Or, you know, maybe it's just that the conservatives want California back to lose in. Better to rule in hell and all that.

Arnold Schwarzenegger and more than 5,000 of his fans descended on the state Capitol yesterday, as the actor-turned-candidate tried to lift himself out of a quagmire of sexual-misconduct allegations with just one day to go before the recall vote

Fifteen women have told the Los Angeles Times that the world-famous actor touched them inappropriately.

Schwarzenegger issued a blanket apology for his past offensive behavior with women, but has denied several of the specific charges.

Gov. Gray Davis, meanwhile, stuck to his guns and the Democratic strategy of trying to woo female voters away from Schwarzenegger.

"We're talking about seriously mistreating 15 women in situations that, if true, would be a crime," Davis told CNN's "Larry King Live" last night.

"So clearly, he's disturbed people.

"We've not heard a forthright response from him. There have been some evasions, occasionally an apology, occasionally a denial. The question gets down to this: Are all 15 of these women lying, or is Arnold Schwarzenegger not telling us the truth?"

Schwarzenegger, pressed about the specifics of the sexual accusations, promised Tom Brokaw on last night's "Dateline NBC" that he'll set the record straight, but not until after tomorrow's vote.

"As soon as the campaign is over I will; I can get into all of the specifics and find out what is really going on, but right now, I'm just really occupied with the campaign," he said.
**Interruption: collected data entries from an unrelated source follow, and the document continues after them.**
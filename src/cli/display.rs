//! Human-readable formatting for sizes and durations

use std::time::Duration;

/// Format bytes to human readable string
pub fn format_bytes(bytes: u64) -> String {
    const UNITS: &[&str] = &["B", "KB", "MB", "GB", "TB"];
    let mut size = bytes as f64;
    let mut unit_index = 0;

    while size >= 1024.0 && unit_index < UNITS.len() - 1 {
        size /= 1024.0;
        unit_index += 1;
    }

    format!("{:.2} {}", size, UNITS[unit_index])
}

/// Format duration to human readable string
pub fn format_duration(duration: Duration) -> String {
    let total_secs = duration.as_secs();
    let hours = total_secs / 3600;
    let minutes = (total_secs % 3600) / 60;
    let seconds = total_secs % 60;

    if hours > 0 {
        format!("{}h {}m {}s", hours, minutes, seconds)
    } else if minutes > 0 {
        format!("{}m {}s", minutes, seconds)
    } else {
        format!("{}s", seconds)
    }
}
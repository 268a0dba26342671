//! CLI module
//!
//! Command-line interface, runtime configuration and display settings.

pub mod args;
pub mod config;
pub mod display;
pub mod settings;

pub use args::CliArgs;
pub use config::Config;
pub use display::{format_bytes, format_duration};
pub use settings::{ClientSettings, SettingsHandle, DEFAULT_USER_AGENT};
Davis ripped Schwarzenegger, saying, "To not deal with that controversy before the election is denying the voters pretty important information. I think many of them are going to find it insulting."

During the Sacramento rally, an upbeat Schwarzenegger made no mention of "puke politics" or dirty campaigning, as he's done countless times since the charges erupted.

The would-be Governator got a rock boost from Long Island native Dee Snider, frontman for '80s metal band Twisted Sister. Snider sang the group's signature song "We're Not Gonna Take It," which Schwarzenegger's camp has adopted as its theme.

At one point, Schwarzenegger grabbed a guitar and strummed along.

"We have to clean house; we're here to sweep out the special interests, and we're here, No. 1, to sweep out Gray Davis!" said Schwarzenegger, brandishing a broom.



and parenthetically: Dee Snider?

Damn, doesn't he have a 401k? No-one needs money that badly.

edit: Hey, I forgot the hed. You're gonna love this.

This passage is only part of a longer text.